| Exercise goal |
Given the records below, pull every line with the word "Ready" into the answer.

--- START ---

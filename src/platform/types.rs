// ABOUTME: Request and description types exchanged with the platform control plane.
// ABOUTME: Field names serialize to the platform's PascalCase wire names.

use chrono::{DateTime, Utc};
use serde::{Deserialize, Serialize};
use std::collections::BTreeMap;
use std::fmt;
use std::str::FromStr;

use crate::types::{ApplicationName, BundleRef, PhysicalName, VersionLabel};

// =============================================================================
// Status and health
// =============================================================================

/// Lifecycle phase of a physical environment as reported by the platform.
#[derive(Debug, Clone, Copy, PartialEq, Eq, Hash, Serialize, Deserialize)]
pub enum EnvironmentStatus {
    Launching,
    Updating,
    Ready,
    Terminating,
    Terminated,
    Aborting,
}

impl EnvironmentStatus {
    pub fn as_str(&self) -> &'static str {
        match self {
            EnvironmentStatus::Launching => "Launching",
            EnvironmentStatus::Updating => "Updating",
            EnvironmentStatus::Ready => "Ready",
            EnvironmentStatus::Terminating => "Terminating",
            EnvironmentStatus::Terminated => "Terminated",
            EnvironmentStatus::Aborting => "Aborting",
        }
    }

    /// Terminating or terminated environments no longer count as live.
    pub fn is_gone(&self) -> bool {
        matches!(
            self,
            EnvironmentStatus::Terminating | EnvironmentStatus::Terminated
        )
    }
}

impl fmt::Display for EnvironmentStatus {
    fn fmt(&self, f: &mut fmt::Formatter<'_>) -> fmt::Result {
        f.write_str(self.as_str())
    }
}

impl FromStr for EnvironmentStatus {
    type Err = String;

    fn from_str(s: &str) -> Result<Self, Self::Err> {
        match s {
            "Launching" => Ok(EnvironmentStatus::Launching),
            "Updating" => Ok(EnvironmentStatus::Updating),
            "Ready" => Ok(EnvironmentStatus::Ready),
            "Terminating" => Ok(EnvironmentStatus::Terminating),
            "Terminated" => Ok(EnvironmentStatus::Terminated),
            "Aborting" => Ok(EnvironmentStatus::Aborting),
            other => Err(format!("unknown environment status: {other}")),
        }
    }
}

/// Coarse health signal. Green is the only fully healthy value.
#[derive(Debug, Clone, Copy, PartialEq, Eq, Hash, Serialize, Deserialize)]
pub enum Health {
    Green,
    Yellow,
    Red,
    Grey,
}

impl Health {
    pub fn as_str(&self) -> &'static str {
        match self {
            Health::Green => "Green",
            Health::Yellow => "Yellow",
            Health::Red => "Red",
            Health::Grey => "Grey",
        }
    }
}

impl fmt::Display for Health {
    fn fmt(&self, f: &mut fmt::Formatter<'_>) -> fmt::Result {
        f.write_str(self.as_str())
    }
}

impl FromStr for Health {
    type Err = String;

    fn from_str(s: &str) -> Result<Self, Self::Err> {
        match s {
            "Green" => Ok(Health::Green),
            "Yellow" => Ok(Health::Yellow),
            "Red" => Ok(Health::Red),
            "Grey" => Ok(Health::Grey),
            other => Err(format!("unknown health: {other}")),
        }
    }
}

// =============================================================================
// Shared value types
// =============================================================================

#[derive(Debug, Clone, PartialEq, Eq, Hash, Serialize, Deserialize)]
#[serde(rename_all = "PascalCase")]
pub struct OptionSetting {
    pub namespace: String,
    pub option_name: String,
    pub value: String,
}

#[derive(Debug, Clone, PartialEq, Eq, Hash, Serialize, Deserialize)]
#[serde(rename_all = "PascalCase")]
pub struct OptionSpecifier {
    pub namespace: String,
    pub option_name: String,
}

#[derive(Debug, Clone, PartialEq, Eq, Hash, Serialize, Deserialize)]
#[serde(rename_all = "PascalCase")]
pub struct Tag {
    pub key: String,
    pub value: String,
}

#[derive(Debug, Clone, PartialEq, Eq, Hash, Serialize, Deserialize)]
#[serde(rename_all = "PascalCase")]
pub struct Tier {
    pub name: String,
    #[serde(rename = "Type", default, skip_serializing_if = "Option::is_none")]
    pub tier_type: Option<String>,
}

impl Tier {
    pub fn named(name: impl Into<String>) -> Self {
        Self {
            name: name.into(),
            tier_type: None,
        }
    }
}

// =============================================================================
// Descriptions
// =============================================================================

#[derive(Debug, Clone, PartialEq, Serialize, Deserialize)]
#[serde(rename_all = "PascalCase")]
pub struct ApplicationDescription {
    pub application_name: ApplicationName,
    #[serde(default)]
    pub description: Option<String>,
    pub date_created: DateTime<Utc>,
    pub date_updated: DateTime<Utc>,
    #[serde(default)]
    pub versions: Vec<VersionLabel>,
    #[serde(default)]
    pub configuration_templates: Vec<String>,
}

#[derive(Debug, Clone, PartialEq, Serialize, Deserialize)]
#[serde(rename_all = "PascalCase")]
pub struct ApplicationVersionDescription {
    pub application_name: ApplicationName,
    pub version_label: VersionLabel,
    #[serde(default)]
    pub description: Option<String>,
    #[serde(default)]
    pub source_bundle: Option<BundleRef>,
    pub date_created: DateTime<Utc>,
}

#[derive(Debug, Clone, PartialEq, Serialize, Deserialize)]
#[serde(rename_all = "PascalCase")]
pub struct EnvironmentDescription {
    pub environment_name: PhysicalName,
    pub environment_id: String,
    pub application_name: ApplicationName,
    #[serde(default)]
    pub version_label: Option<VersionLabel>,
    #[serde(default)]
    pub solution_stack_name: Option<String>,
    #[serde(default)]
    pub template_name: Option<String>,
    #[serde(default)]
    pub description: Option<String>,
    #[serde(rename = "CNAME", default)]
    pub cname: Option<String>,
    pub status: EnvironmentStatus,
    pub health: Health,
    #[serde(default)]
    pub tier: Option<Tier>,
    pub date_created: DateTime<Utc>,
    pub date_updated: DateTime<Utc>,
}

// =============================================================================
// Requests
// =============================================================================

#[derive(Debug, Clone, PartialEq, Serialize, Deserialize)]
#[serde(rename_all = "PascalCase")]
pub struct CreateApplicationRequest {
    pub application_name: ApplicationName,
    #[serde(default, skip_serializing_if = "Option::is_none")]
    pub description: Option<String>,
}

/// An empty name list describes every application.
#[derive(Debug, Clone, Default, PartialEq, Serialize, Deserialize)]
#[serde(rename_all = "PascalCase")]
pub struct DescribeApplicationsRequest {
    #[serde(default, skip_serializing_if = "Vec::is_empty")]
    pub application_names: Vec<ApplicationName>,
}

impl DescribeApplicationsRequest {
    pub fn named(name: &ApplicationName) -> Self {
        Self {
            application_names: vec![name.clone()],
        }
    }
}

#[derive(Debug, Clone, PartialEq, Serialize, Deserialize)]
#[serde(rename_all = "PascalCase")]
pub struct UpdateApplicationRequest {
    pub application_name: ApplicationName,
    #[serde(default, skip_serializing_if = "Option::is_none")]
    pub description: Option<String>,
}

#[derive(Debug, Clone, PartialEq, Serialize, Deserialize)]
#[serde(rename_all = "PascalCase")]
pub struct DeleteApplicationRequest {
    pub application_name: ApplicationName,
    #[serde(default)]
    pub terminate_env_by_force: bool,
}

#[derive(Debug, Clone, PartialEq, Serialize, Deserialize)]
#[serde(rename_all = "PascalCase")]
pub struct CreateApplicationVersionRequest {
    pub application_name: ApplicationName,
    pub version_label: VersionLabel,
    #[serde(default, skip_serializing_if = "Option::is_none")]
    pub description: Option<String>,
    #[serde(default, skip_serializing_if = "Option::is_none")]
    pub source_bundle: Option<BundleRef>,
    #[serde(default)]
    pub auto_create_application: bool,
}

#[derive(Debug, Clone, PartialEq, Serialize, Deserialize)]
#[serde(rename_all = "PascalCase")]
pub struct CreateEnvironmentRequest {
    pub application_name: ApplicationName,
    pub environment_name: PhysicalName,
    #[serde(default, skip_serializing_if = "Option::is_none")]
    pub version_label: Option<VersionLabel>,
    #[serde(default, skip_serializing_if = "Option::is_none")]
    pub description: Option<String>,
    #[serde(default, skip_serializing_if = "Option::is_none")]
    pub solution_stack_name: Option<String>,
    #[serde(default, skip_serializing_if = "Option::is_none")]
    pub template_name: Option<String>,
    #[serde(rename = "CNAMEPrefix", default, skip_serializing_if = "Option::is_none")]
    pub cname_prefix: Option<String>,
    #[serde(default, skip_serializing_if = "Vec::is_empty")]
    pub tags: Vec<Tag>,
    #[serde(default, skip_serializing_if = "Vec::is_empty")]
    pub option_settings: Vec<OptionSetting>,
    #[serde(default, skip_serializing_if = "Vec::is_empty")]
    pub options_to_remove: Vec<OptionSpecifier>,
    #[serde(default, skip_serializing_if = "Option::is_none")]
    pub tier: Option<Tier>,
    /// Manifest keys forwarded verbatim as top-level request fields.
    #[serde(flatten)]
    pub extra_fields: BTreeMap<String, serde_json::Value>,
}

#[derive(Debug, Clone, Default, PartialEq, Serialize, Deserialize)]
#[serde(rename_all = "PascalCase")]
pub struct DescribeEnvironmentsRequest {
    #[serde(default, skip_serializing_if = "Option::is_none")]
    pub application_name: Option<ApplicationName>,
    #[serde(default, skip_serializing_if = "Vec::is_empty")]
    pub environment_names: Vec<PhysicalName>,
    #[serde(default)]
    pub include_deleted: bool,
}

impl DescribeEnvironmentsRequest {
    /// Every non-terminated environment of an application.
    pub fn for_application(application: &ApplicationName) -> Self {
        Self {
            application_name: Some(application.clone()),
            ..Default::default()
        }
    }

    /// A single environment, including it once terminated.
    pub fn named(application: &ApplicationName, name: &PhysicalName) -> Self {
        Self {
            application_name: Some(application.clone()),
            environment_names: vec![name.clone()],
            include_deleted: true,
        }
    }
}

/// Fields accepted when updating an existing environment. Creation-only
/// fields (application, solution stack, CNAME prefix) have no place here.
#[derive(Debug, Clone, PartialEq, Serialize, Deserialize)]
#[serde(rename_all = "PascalCase")]
pub struct UpdateEnvironmentRequest {
    pub environment_name: PhysicalName,
    #[serde(default, skip_serializing_if = "Option::is_none")]
    pub version_label: Option<VersionLabel>,
    #[serde(default, skip_serializing_if = "Option::is_none")]
    pub description: Option<String>,
    #[serde(default, skip_serializing_if = "Option::is_none")]
    pub template_name: Option<String>,
    #[serde(default, skip_serializing_if = "Vec::is_empty")]
    pub tags: Vec<Tag>,
    #[serde(default, skip_serializing_if = "Vec::is_empty")]
    pub option_settings: Vec<OptionSetting>,
    #[serde(default, skip_serializing_if = "Vec::is_empty")]
    pub options_to_remove: Vec<OptionSpecifier>,
    #[serde(default, skip_serializing_if = "Option::is_none")]
    pub tier: Option<Tier>,
    /// Manifest keys forwarded verbatim as top-level request fields.
    #[serde(flatten)]
    pub extra_fields: BTreeMap<String, serde_json::Value>,
}

#[derive(Debug, Clone, PartialEq, Serialize, Deserialize)]
#[serde(rename_all = "PascalCase")]
pub struct TerminateEnvironmentRequest {
    pub environment_name: PhysicalName,
    #[serde(default)]
    pub terminate_resources: bool,
}

impl TerminateEnvironmentRequest {
    pub fn new(environment_name: PhysicalName) -> Self {
        Self {
            environment_name,
            terminate_resources: true,
        }
    }
}

#[derive(Debug, Clone, PartialEq, Serialize, Deserialize)]
#[serde(rename_all = "PascalCase")]
pub struct SwapEnvironmentCnamesRequest {
    pub source_environment_name: PhysicalName,
    pub destination_environment_name: PhysicalName,
}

--- END ---

| Written answer |
    Ready,
            EnvironmentStatus::Ready => "Ready",
            "Ready" => Ok(EnvironmentStatus::Ready),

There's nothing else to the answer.